In vivo Anti Inflammation Studies of Novel 1, 2, 5 Oxadiazole Sulfonamide Hybrids

Hafiz Adnan Ahmad1,2*, Muhammad Aslam2, Salman Gul2, Tariq Mehmood2 and Munawar Ali Munawar2

1Key Laboratory of Synthetic and Natural Functional Molecule Chemistry of Ministry of Education, Department of Chemistry and Materials Science, Northwest University, Xi’an 710069, People’s Republic of China
2Institute of Chemistry, University of the Punjab, Lahore 54590, Pakistan
* Corresponding author:


In present study we designed and synthesized a novel series of 1,2,5-oxadiazole-sulfonamide hybrids (4a-4j) in search of more potent anti-inflammatory agents.
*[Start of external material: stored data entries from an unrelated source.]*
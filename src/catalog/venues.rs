use serde::Serialize;

use crate::catalog::SOURCE_ASSET;

/// Networks a venue can settle on.
#[derive(Debug, Clone, Copy, PartialEq, Eq, Hash, Serialize)]
#[serde(rename_all = "lowercase")]
pub enum Network {
    Ethereum,
    Base,
    Polygon,
    Gnosis,
}

impl Network {
    pub fn as_str(&self) -> &'static str {
        match self {
            Network::Ethereum => "ethereum",
            Network::Base => "base",
            Network::Polygon => "polygon",
            Network::Gnosis => "gnosis",
        }
    }

    pub fn parse(s: &str) -> Option<Network> {
        match s.to_ascii_lowercase().as_str() {
            "ethereum" => Some(Network::Ethereum),
            "base" => Some(Network::Base),
            "polygon" => Some(Network::Polygon),
            "gnosis" => Some(Network::Gnosis),
            _ => None,
        }
    }
}

/// Whether a venue executes directly against a pool or routes through
/// several underlying pools.
#[derive(Debug, Clone, Copy, PartialEq, Eq, Serialize)]
#[serde(rename_all = "lowercase")]
pub enum VenueKind {
    Direct,
    Router,
}

impl VenueKind {
    pub fn parse(s: &str) -> Option<VenueKind> {
        match s.to_ascii_lowercase().as_str() {
            "direct" => Some(VenueKind::Direct),
            "router" => Some(VenueKind::Router),
            _ => None,
        }
    }
}

/// Optional per-venue tags surfaced to the presentation layer.
#[derive(Debug, Clone, Copy, PartialEq, Eq, Serialize)]
#[serde(rename_all = "snake_case")]
pub enum VenueFeature {
    BatchAuction,
    MevProtection,
    Incentivized,
    UltraLowFee,
}

/// Venue class driving the shape of the price-impact curve.
#[derive(Debug, Clone, Copy, PartialEq, Eq, Serialize)]
#[serde(rename_all = "snake_case")]
pub enum LiquidityProfile {
    /// Intent/batch settlement: can execute better than quote.
    BatchAuction,
    /// Pools optimized for pegged pairs; flat until liquidity runs out.
    StableSwap,
    /// Concentrated in-range liquidity; blows up past the range.
    Concentrated,
    /// Naive xy=k; the steepest impact growth.
    ConstantProduct,
}

#[derive(Debug, Clone, Serialize)]
pub struct Venue {
    pub id: String,
    pub name: String,
    pub network: Network,
    pub kind: VenueKind,
    pub class: LiquidityProfile,
    /// Relative gas-cost multiplier against the network base cost.
    /// Exactly 0.0 means the venue is gas-free for the trader.
    pub gas_multiplier: f64,
    /// (source, target) symbol pairs this venue quotes.
    pub supported_pairs: Vec<(String, String)>,
    pub features: Vec<VenueFeature>,
}

impl Venue {
    pub fn supports(&self, source: &str, target: &str) -> bool {
        self.supported_pairs
            .iter()
            .any(|(s, t)| s == source && t == target)
    }
}

fn pairs(targets: &[&str]) -> Vec<(String, String)> {
    targets
        .iter()
        .map(|t| (SOURCE_ASSET.to_string(), t.to_string()))
        .collect()
}

/// Tradeable venues per network. Catalog order is the enumeration
/// order the ranker preserves for ties.
pub fn builtin_venues() -> Vec<Venue> {
    vec![
        // Ethereum
        Venue {
            id: "uniswap-v3".into(),
            name: "Uniswap V3".into(),
            network: Network::Ethereum,
            kind: VenueKind::Direct,
            class: LiquidityProfile::Concentrated,
            gas_multiplier: 1.0,
            supported_pairs: pairs(&["EURC", "EURS", "EURT", "EURe", "EURA"]),
            features: vec![],
        },
        Venue {
            id: "curve".into(),
            name: "Curve".into(),
            network: Network::Ethereum,
            kind: VenueKind::Direct,
            class: LiquidityProfile::StableSwap,
            gas_multiplier: 1.3,
            supported_pairs: pairs(&["EURS", "EURT", "EURe"]),
            features: vec![],
        },
        Venue {
            id: "cowswap".into(),
            name: "CoW Swap".into(),
            network: Network::Ethereum,
            kind: VenueKind::Direct,
            class: LiquidityProfile::BatchAuction,
            gas_multiplier: 0.0, // solver settles, trader pays no gas
            supported_pairs: pairs(&["EURC", "EURS", "EURT", "EURe"]),
            features: vec![VenueFeature::BatchAuction, VenueFeature::MevProtection],
        },
        Venue {
            id: "1inch".into(),
            name: "1inch".into(),
            network: Network::Ethereum,
            kind: VenueKind::Router,
            class: LiquidityProfile::ConstantProduct,
            gas_multiplier: 1.8,
            supported_pairs: pairs(&["EURC", "EURS", "EURT", "EURe", "EURA"]),
            features: vec![],
        },
        // Base
        Venue {
            id: "aerodrome".into(),
            name: "Aerodrome".into(),
            network: Network::Base,
            kind: VenueKind::Direct,
            class: LiquidityProfile::StableSwap,
            gas_multiplier: 0.8,
            supported_pairs: pairs(&["EURC"]),
            features: vec![VenueFeature::Incentivized],
        },
        Venue {
            id: "uniswap-v3-base".into(),
            name: "Uniswap V3 (Base)".into(),
            network: Network::Base,
            kind: VenueKind::Direct,
            class: LiquidityProfile::Concentrated,
            gas_multiplier: 0.7,
            supported_pairs: pairs(&["EURC"]),
            features: vec![],
        },
        // Polygon
        Venue {
            id: "uniswap-v3-polygon".into(),
            name: "Uniswap V3 (Polygon)".into(),
            network: Network::Polygon,
            kind: VenueKind::Direct,
            class: LiquidityProfile::Concentrated,
            gas_multiplier: 0.1,
            supported_pairs: pairs(&["EURS", "EURT"]),
            features: vec![],
        },
        Venue {
            id: "quickswap".into(),
            name: "QuickSwap".into(),
            network: Network::Polygon,
            kind: VenueKind::Direct,
            class: LiquidityProfile::ConstantProduct,
            gas_multiplier: 0.1,
            supported_pairs: pairs(&["EURS"]),
            features: vec![],
        },
        // Gnosis
        Venue {
            id: "honeyswap".into(),
            name: "Honeyswap".into(),
            network: Network::Gnosis,
            kind: VenueKind::Direct,
            class: LiquidityProfile::ConstantProduct,
            gas_multiplier: 0.05,
            supported_pairs: pairs(&["EURe"]),
            features: vec![VenueFeature::UltraLowFee],
        },
    ]
}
Title compounds were synthesized by chlorosulfonation of 3,4-diphenyl-1,2,5-oxadiazole (3) followed by condensation with amines and all derivatives were obtained in moderate to good yield. All synthesized hybrids were characterized with spectroscopic techniques and further evaluated for anti-inflammatory potential. The synthesized hybrids were screened in vivo by employing carrageenan-induced paw edema method at 10 mg/kg dose. Among all derivatives, two compounds 4g and 4b displayed better anti-inflammation potential than standard drugs celecoxib and indomethacin. While the anti-inflammation profile of compounds 4h, 4e and 4f during in vivo screening was also comparable to celecoxib and indomethacin. The structure-activity relationship (SAR) was also discussed with the reference of substituent nature. Present results showed that newly synthesized hybrids have significant anti-inflammatory potential and might be played an important role to the development of more potent anti-inflammation agents in future.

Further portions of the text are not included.